*** Opening Data records ***
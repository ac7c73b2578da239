//! Commitment Modal Component
//!
//! Opened from "I'll do this one". Records the idea as soon as it mounts,
//! offers copy and share links, and optionally attaches reminder details to
//! the recorded row.

use dioxus::prelude::*;

use chesed_core::{CommitmentRecorder, Idea, RecorderView, SharePlatform};

use super::{notify, ToastKind};
use crate::context::{use_services, use_toasts};

/// Commitment dialog.
///
/// Mounted only while open; mounting is what records the commitment. Store
/// writes run in the root scope and finish even if the dialog is closed
/// first; their results reach the dialog only while it is still mounted.
///
/// # Example
///
/// ```rust,ignore
/// rsx! {
///     if share_open() {
///         ShareModal {
///             idea: current_idea.clone(),
///             on_close: move |_| share_open.set(false),
///         }
///     }
/// }
/// ```
#[component]
pub fn ShareModal(
    /// The idea being committed to
    idea: Idea,
    /// Callback when the dialog closes
    on_close: EventHandler<()>,
) -> Element {
    let services = use_services();
    let toasts = use_toasts();

    // Opening records the idea; the row to insert comes from the recorder
    let initial = idea.clone();
    let (mut recorder, opened) = use_hook(move || {
        let mut state = CommitmentRecorder::default();
        let new = state.open(initial);
        (Signal::new(state), new)
    });

    let store = services.store.clone();
    use_hook(move || {
        spawn_forever(async move {
            let result = store.insert_commitment(&opened).await;
            match &result {
                Ok(saved) => tracing::info!(id = saved.id, "Commitment recorded"),
                Err(e) => {
                    tracing::error!("Error saving commitment: {}", e);
                    notify(toasts, ToastKind::Error, "Error saving commitment", Some("Please try again"));
                }
            }
            update_if_open(recorder, |state| state.recorded(result.as_ref().ok()));
        });
    });

    let full_text = idea.full_text();

    let text = full_text.clone();
    let copy_to_clipboard = move |_| {
        let result = arboard::Clipboard::new().and_then(|mut clipboard| clipboard.set_text(text.clone()));
        match result {
            Ok(()) => notify(
                toasts,
                ToastKind::Success,
                "Copied to clipboard",
                Some("You can now paste the idea anywhere!"),
            ),
            Err(e) => {
                tracing::warn!("Clipboard write failed: {}", e);
                notify(toasts, ToastKind::Error, "Failed to copy", Some("Please try again"));
            }
        }
    };

    let store = services.store.clone();
    let no_reminder = move |_| {
        let pending = update_if_open(recorder, CommitmentRecorder::begin_dismiss).flatten();
        let Some(new) = pending else {
            notify(toasts, ToastKind::Success, "Awesome!", Some("Your commitment has been saved!"));
            on_close.call(());
            return;
        };

        let store = store.clone();
        spawn_forever(async move {
            let result = store.insert_commitment(&new).await;
            let still_open = update_if_open(recorder, |state| state.recorded(result.as_ref().ok())).is_some();
            match result {
                Ok(saved) => {
                    tracing::info!(id = saved.id, "Commitment recorded on dismiss");
                    notify(toasts, ToastKind::Success, "Awesome!", Some("Your commitment has been saved!"));
                    if still_open {
                        on_close.call(());
                    }
                }
                Err(e) => {
                    tracing::error!("Error saving commitment: {}", e);
                    notify(toasts, ToastKind::Error, "Error saving commitment", Some("Please try again"));
                }
            }
        });
    };

    let store = services.store.clone();
    let save_reminder = move |_| {
        let write = match update_if_open(recorder, CommitmentRecorder::begin_reminder) {
            Some(Ok(write)) => write,
            Some(Err(e)) => {
                notify(toasts, ToastKind::Error, "Missing details", Some(e.to_string().as_str()));
                return;
            }
            None => return,
        };

        let store = store.clone();
        spawn_forever(async move {
            let result = write.execute(store.as_ref()).await;
            let still_open = update_if_open(recorder, |state| state.finish_reminder(result.as_ref().ok())).is_some();
            match result {
                Ok(saved) => {
                    tracing::info!(id = saved.id, "Reminder details saved");
                    notify(
                        toasts,
                        ToastKind::Success,
                        "Awesome!",
                        Some("Your commitment has been saved and we'll send you a reminder!"),
                    );
                    if still_open {
                        on_close.call(());
                    }
                }
                Err(e) => {
                    tracing::error!("Error saving reminder: {}", e);
                    notify(toasts, ToastKind::Error, "Error saving commitment", Some("Please try again"));
                }
            }
        });
    };

    let view = recorder.read().view;
    let name = recorder.read().name.clone();
    let email = recorder.read().email.clone();
    let submitting = recorder.read().submitting;
    let can_submit = recorder.read().can_submit_reminder();
    let page_url = services.config.page_url.clone();

    rsx! {
        div {
            class: "modal-overlay",
            onclick: move |_| on_close.call(()),

            div {
                class: "modal-content share-modal",
                onclick: move |e| e.stop_propagation(),

                h2 { class: "modal-title", "I want to do this one!" }
                p { class: "modal-description",
                    "That's wonderful! This chesed idea has been saved."
                }
                p { class: "share-modal__idea", "{full_text}" }

                {match view {
                    RecorderView::List => rsx! {
                        div { class: "share-modal__actions",
                            button { class: "btn-outline", onclick: copy_to_clipboard, "Copy" }
                            {SharePlatform::ALL.iter().map(|platform| {
                                let label = platform.label();
                                let href = platform.url(&full_text, &page_url);
                                rsx! {
                                    a {
                                        key: "{label}",
                                        class: "btn-outline",
                                        href: "{href}",
                                        target: "_blank",
                                        rel: "noopener noreferrer",
                                        "{label}"
                                    }
                                }
                            })}
                        }

                        div { class: "share-modal__reminder",
                            button {
                                class: "btn-primary",
                                onclick: move |_| recorder.write().show_reminder_form(),
                                "⏰ Send me a reminder"
                            }
                            button {
                                class: "btn-ghost",
                                disabled: submitting,
                                onclick: no_reminder,
                                "No reminder needed"
                            }
                        }
                    },
                    RecorderView::ReminderForm => rsx! {
                        div { class: "share-modal__form",
                            label { r#for: "reminder-name", "Name" }
                            input {
                                id: "reminder-name",
                                r#type: "text",
                                value: "{name}",
                                placeholder: "Your name",
                                oninput: move |e| recorder.write().name = e.value(),
                            }

                            label { r#for: "reminder-email", "Email" }
                            input {
                                id: "reminder-email",
                                r#type: "email",
                                value: "{email}",
                                placeholder: "your.email@example.com",
                                oninput: move |e| recorder.write().email = e.value(),
                            }

                            button {
                                class: "btn-primary",
                                disabled: !can_submit,
                                onclick: save_reminder,
                                if submitting { "Saving..." } else { "Save and remind me later" }
                            }
                            button {
                                class: "btn-ghost",
                                disabled: submitting,
                                onclick: move |_| recorder.write().back(),
                                "Back"
                            }
                        }
                    },
                }}
            }
        }
    }
}

/// Run `f` on the dialog state, or return `None` if the dialog has unmounted.
fn update_if_open<T>(
    mut recorder: Signal<CommitmentRecorder>,
    f: impl FnOnce(&mut CommitmentRecorder) -> T,
) -> Option<T> {
    recorder.try_write().ok().map(|mut state| f(&mut *state))
}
*** Closing Data records ***
# [Problem requirements]
Show a copy of each line from the data that includes the word "outline".

# [Result for this exercise]
                            button { class: "btn-outline", onclick: copy_to_clipboard, "Copy" }
                                        class: "btn-outline",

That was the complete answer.